Women Slowly Shifting to Higher-Paying College Majors

lunes, 7 de octubre de 2019

What female students opt to study helps explain why gender pay gap persists-but their choices are changing

The Wall Street Journal

Over the past six decades, women have enrolled in college in greater and greater numbers. Those born in the mid-1980s are 22% more likely to hold a bachelor’s degree than men. Yet they still see lower wages.

That may have something to do with what women study and the jobs they take once they graduate, choices that are slowly shifting, according to new research by a trio of economists set to be published next week.

Female students tend to major in fields that lead to lower-paying jobs than their male counterparts, according to the paper by Carolyn Sloane of the University of California, Riverside, and Erik Hurst and Dan Black of the University of Chicago. And even when they do major in traditionally male-dominated fields, they often end up in jobs with lower potential salaries.

Why they make those choices will be the subject of future research, Ms. Sloane said.

The new research helps explain why the earnings gap between men and women in the labor force remains pronounced despite the rising number of women with college degrees.

Using data from the census, the researchers found that college-educated women earn about 23.3% less than college-educated men, after taking demographic factors such as age or race into account. About half of that gap comes from the choices that men and women make in college majors and, when they major in the same topics, from the occupations they pursue.

“There’s an important thing that happens in schooling and that is the specialization,” Ms. Sloane said. “It’s not just whether you’re getting more B.A.s, but where did you put your efforts in terms of your training.”

The researchers grouped college graduates in 10-year birth cohorts and tracked how their choices of college majors changed over the years, as well as the professions in which they ended up.

They found that while women have started to move into traditionally higher-paying and male-dominated majors, they still are more likely to graduate with degrees in areas associated with lower-paying jobs.

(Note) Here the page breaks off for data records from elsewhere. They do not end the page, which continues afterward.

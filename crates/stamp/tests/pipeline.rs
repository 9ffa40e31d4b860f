//! End-to-end tests for the render pipeline and the `stamp` binary

use std::fs;
use std::path::Path;
use std::process::Command;

use stamp::{FontOutcome, RenderConfig, StampError};
use stamp_text::{BoundingBox, FallbackPolicy, FontDatabase, FontQuery, FontSource};

fn decode(path: &Path) -> (png::OutputInfo, Vec<u8>) {
    let bytes = fs::read(path).expect("read output");
    let decoder = png::Decoder::new(&bytes[..]);
    let mut reader = decoder.read_info().expect("decode");
    let mut buf = vec![0; reader.output_buffer_size()];
    let info = reader.next_frame(&mut buf).expect("frame");
    buf.truncate(info.buffer_size());
    (info, buf)
}

/// Ink outside `rect` must be absent; fully covered ink must be opaque white
fn assert_ink_confined(pixels: &[u8], width: u32, rect: BoundingBox) -> usize {
    let mut opaque = 0;
    for (i, px) in pixels.chunks(4).enumerate() {
        let x = (i as u32 % width) as i32;
        let y = (i as u32 / width) as i32;
        if !rect.contains(x, y) {
            assert_eq!(px, [0, 0, 0, 0], "ink outside text box at ({x}, {y})");
        } else if px[3] == 255 {
            assert_eq!(px, [255, 255, 255, 255]);
            opaque += 1;
        } else if px[3] > 0 {
            // Anti-aliased edge: white at partial alpha
            assert_eq!(&px[0..3], [255, 255, 255]);
        }
    }
    opaque
}

fn installed_font_path() -> Option<(std::path::PathBuf, u32)> {
    let db = FontDatabase::with_system_fonts();
    let id = db.query(&FontQuery::default())?;
    let path = db.face_path(id)?.to_path_buf();
    let index = db.face_info(id)?.index;
    Some((path, index))
}

// ============================================================================
// FALLBACK PATH
// ============================================================================

#[test]
fn test_missing_font_still_writes_png() {
    let dir = tempfile::tempdir().unwrap();
    let output = dir.path().join("0.png");
    let config = RenderConfig::default()
        .font(FontSource::path(dir.path().join("Helvetica.ttc")))
        .output(&output);

    let report = stamp::run(&config).unwrap();
    assert!(report.font.is_fallback());
    assert_eq!(report.output, output);

    let (info, pixels) = decode(&output);
    assert_eq!((info.width, info.height), (512, 512));
    assert_eq!(info.color_type, png::ColorType::Rgba);

    let opaque = assert_ink_confined(&pixels, 512, report.canvas_rect());
    assert!(opaque > 0);
}

#[test]
fn test_fallback_reason_names_missing_file() {
    let dir = tempfile::tempdir().unwrap();
    let font = dir.path().join("gone.ttf");
    let config = RenderConfig::default()
        .font(FontSource::path(&font))
        .output(dir.path().join("out.png"));

    let (_, report) = stamp::render(&config).unwrap();
    match report.font {
        FontOutcome::Fallback { reason, .. } => assert!(reason.contains("gone.ttf"), "{reason}"),
        other => panic!("expected fallback, got {other:?}"),
    }
    // render() alone writes nothing
    assert!(!dir.path().join("out.png").exists());
}

#[test]
fn test_corrupt_font_with_missing_only_policy_fails() {
    let dir = tempfile::tempdir().unwrap();
    let font = dir.path().join("corrupt.ttf");
    fs::write(&font, vec![0u8; 256]).unwrap();
    let output = dir.path().join("out.png");

    let config = RenderConfig::default()
        .font(FontSource::path(&font))
        .fallback(FallbackPolicy::MissingOnly)
        .output(&output);
    let err = stamp::run(&config).unwrap_err();
    assert!(matches!(err, StampError::Font(_)), "unexpected error: {err}");
    assert!(!output.exists());

    // The default policy absorbs the same failure
    let report = stamp::run(&config.fallback(FallbackPolicy::AnyError)).unwrap();
    assert!(report.font.is_fallback());
    assert!(output.exists());
}

#[test]
fn test_unwritable_output_is_error() {
    let dir = tempfile::tempdir().unwrap();
    let config = RenderConfig::default()
        .font(FontSource::path(dir.path().join("none.ttf")))
        .output(dir.path().join("missing-dir").join("0.png"));
    assert!(matches!(stamp::run(&config), Err(StampError::Render(_))));
}

// ============================================================================
// DETERMINISM & OVERWRITE
// ============================================================================

#[test]
fn test_two_runs_identical_single_file() {
    let dir = tempfile::tempdir().unwrap();
    let output = dir.path().join("0.png");
    let config = RenderConfig::default()
        .font(FontSource::path(dir.path().join("none.ttc")))
        .output(&output);

    stamp::run(&config).unwrap();
    let first = fs::read(&output).unwrap();
    stamp::run(&config).unwrap();
    let second = fs::read(&output).unwrap();

    assert_eq!(first, second);
    assert_eq!(fs::read_dir(dir.path()).unwrap().count(), 1);
}

// ============================================================================
// OUTLINE FONT PATH
// ============================================================================

#[test]
fn test_installed_font_renders_centered_digit() {
    let Some((path, index)) = installed_font_path() else {
        return;
    };
    let dir = tempfile::tempdir().unwrap();
    let output = dir.path().join("0.png");
    let config = RenderConfig::default()
        .font(FontSource::Path { path, index })
        .fallback(FallbackPolicy::Never)
        .output(&output);

    let report = match stamp::run(&config) {
        Ok(report) => report,
        // Installed face may not be shapeable
        Err(StampError::Font(_)) => return,
        Err(e) => panic!("render failed: {e}"),
    };
    assert!(!report.font.is_fallback());

    let bbox = report.bbox;
    assert_eq!(report.origin.0, (512 - bbox.width() as i32).div_euclid(2));
    assert_eq!(report.origin.1, (512 - bbox.height() as i32).div_euclid(2));

    let (_, pixels) = decode(&output);
    let opaque = assert_ink_confined(&pixels, 512, report.canvas_rect());
    assert!(opaque > 100, "a 400px digit should have a solid stroke");

    let first = fs::read(&output).unwrap();
    stamp::run(&config).unwrap();
    assert_eq!(first, fs::read(&output).unwrap());
}

// ============================================================================
// BINARY
// ============================================================================

#[test]
fn test_binary_without_arguments_writes_zero_png() {
    let dir = tempfile::tempdir().unwrap();
    let status = Command::new(env!("CARGO_BIN_EXE_stamp"))
        .current_dir(dir.path())
        .env("RUST_LOG", "off")
        .status()
        .unwrap();
    assert!(status.success());

    let (info, _) = decode(&dir.path().join("0.png"));
    assert_eq!((info.width, info.height), (512, 512));
}

#[test]
fn test_binary_exits_nonzero_without_font() {
    let dir = tempfile::tempdir().unwrap();
    let output = Command::new(env!("CARGO_BIN_EXE_stamp"))
        .current_dir(dir.path())
        .args(["--font", "missing.ttf", "--fallback", "never"])
        .env("RUST_LOG", "off")
        .output()
        .unwrap();
    assert!(!output.status.success());
    assert!(String::from_utf8_lossy(&output.stderr).contains("missing.ttf"));
    assert!(!dir.path().join("0.png").exists());
}
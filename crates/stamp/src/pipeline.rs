//! End-to-end render pipeline

use std::path::PathBuf;

use stamp_render::{Canvas, Painter, save_png};
use stamp_text::{BoundingBox, FontResolution, FontResolver};
use tracing::info;

use crate::{RenderConfig, Result, StampError};

/// Which font path a run took
#[derive(Debug, Clone, PartialEq, Eq)]
pub enum FontOutcome {
    /// The configured font was used
    Requested { name: String },
    /// The built-in font replaced it; `reason` is the load error
    Fallback { name: String, reason: String },
}

impl FontOutcome {
    pub fn name(&self) -> &str {
        match self {
            FontOutcome::Requested { name } | FontOutcome::Fallback { name, .. } => name,
        }
    }

    pub fn is_fallback(&self) -> bool {
        matches!(self, FontOutcome::Fallback { .. })
    }
}

/// What a run did
#[derive(Debug, Clone, PartialEq, Eq)]
pub struct RenderReport {
    pub font: FontOutcome,
    /// Measured text box relative to the draw origin
    pub bbox: BoundingBox,
    /// Draw origin on the canvas
    pub origin: (i32, i32),
    /// Where the PNG goes
    pub output: PathBuf,
}

impl RenderReport {
    /// Canvas pixels the text may have touched
    pub fn canvas_rect(&self) -> BoundingBox {
        self.bbox.translate(self.origin.0, self.origin.1)
    }
}

/// Draw the configured text into a new canvas without writing it
pub fn render(config: &RenderConfig) -> Result<(Canvas, RenderReport)> {
    render_with_resolver(config, &mut FontResolver::new(config.fallback))
}

/// Like [`render`], resolving fonts through a caller-supplied resolver
pub fn render_with_resolver(
    config: &RenderConfig,
    resolver: &mut FontResolver,
) -> Result<(Canvas, RenderReport)> {
    config.validate()?;

    let mut painter = Painter::new(config.width, config.height)?;

    let (font, outcome) = match resolver.resolve(&config.font, config.font_size) {
        FontResolution::Requested(font) => {
            let outcome = FontOutcome::Requested { name: font.name().to_string() };
            (font, outcome)
        }
        FontResolution::Fallback { font, reason } => {
            let outcome = FontOutcome::Fallback {
                name: font.name().to_string(),
                reason: reason.to_string(),
            };
            (font, outcome)
        }
        FontResolution::Failed(err) => return Err(StampError::Font(err)),
    };

    let drawn = painter.draw_centered(&font, &config.text, config.color)?;

    let report = RenderReport {
        font: outcome,
        bbox: drawn.bbox,
        origin: drawn.origin,
        output: config.output.clone(),
    };
    Ok((painter.into_canvas(), report))
}

/// Render and write the PNG to `config.output`, replacing any existing file
pub fn run(config: &RenderConfig) -> Result<RenderReport> {
    let (canvas, report) = render(config)?;
    save_png(&canvas, &config.output)?;
    info!(
        output = %report.output.display(),
        font = report.font.name(),
        fallback = report.font.is_fallback(),
        "rendered {:?}",
        config.text
    );
    Ok(report)
}

#[cfg(test)]
mod tests {
    use super::*;
    use stamp_text::{FallbackPolicy, FontSource};

    fn missing_font() -> RenderConfig {
        RenderConfig::default().font(FontSource::path("/definitely/missing/font.ttc"))
    }

    #[test]
    fn test_render_with_fallback() {
        let (canvas, report) = render(&missing_font()).unwrap();
        assert_eq!((canvas.width(), canvas.height()), (512, 512));
        assert!(report.font.is_fallback());
        assert_eq!(report.bbox, BoundingBox::new(1, 0, 7, 7));
        assert_eq!(report.origin, (253, 252));
    }

    #[test]
    fn test_failed_resolution_is_error() {
        let config = missing_font().fallback(FallbackPolicy::Never);
        let err = render(&config).unwrap_err();
        assert!(matches!(err, StampError::Font(_)), "unexpected error: {err}");
    }

    #[test]
    fn test_invalid_config_checked_first() {
        let config = missing_font().canvas(0, 0).fallback(FallbackPolicy::Never);
        assert!(matches!(render(&config), Err(StampError::Config(_))));
    }

    #[test]
    fn test_report_canvas_rect() {
        let report = RenderReport {
            font: FontOutcome::Requested { name: "x".into() },
            bbox: BoundingBox::new(1, 2, 3, 4),
            origin: (10, 20),
            output: PathBuf::from("x.png"),
        };
        assert_eq!(report.canvas_rect(), BoundingBox::new(11, 22, 13, 24));
        assert_eq!(report.font.name(), "x");
    }
}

Women born in the 1950s chose majors with potential wages that were 12.5% lower than potential wages for majors picked by men. Those born in the 1990s picked majors with potential wages that were 9.5% lower than men did, suggesting the gap has shrunk slightly.

But even when women majored in traditionally male-dominated topics such as engineering or business, they tended to end up in professions with lower potential wages. For instance, women born between 1955 and 1965 who majored in those fields worked in professions where the potential wage was 12% below those chosen by their male counterparts. For women born between 1975 and 1985, that gap had narrowed to 6%.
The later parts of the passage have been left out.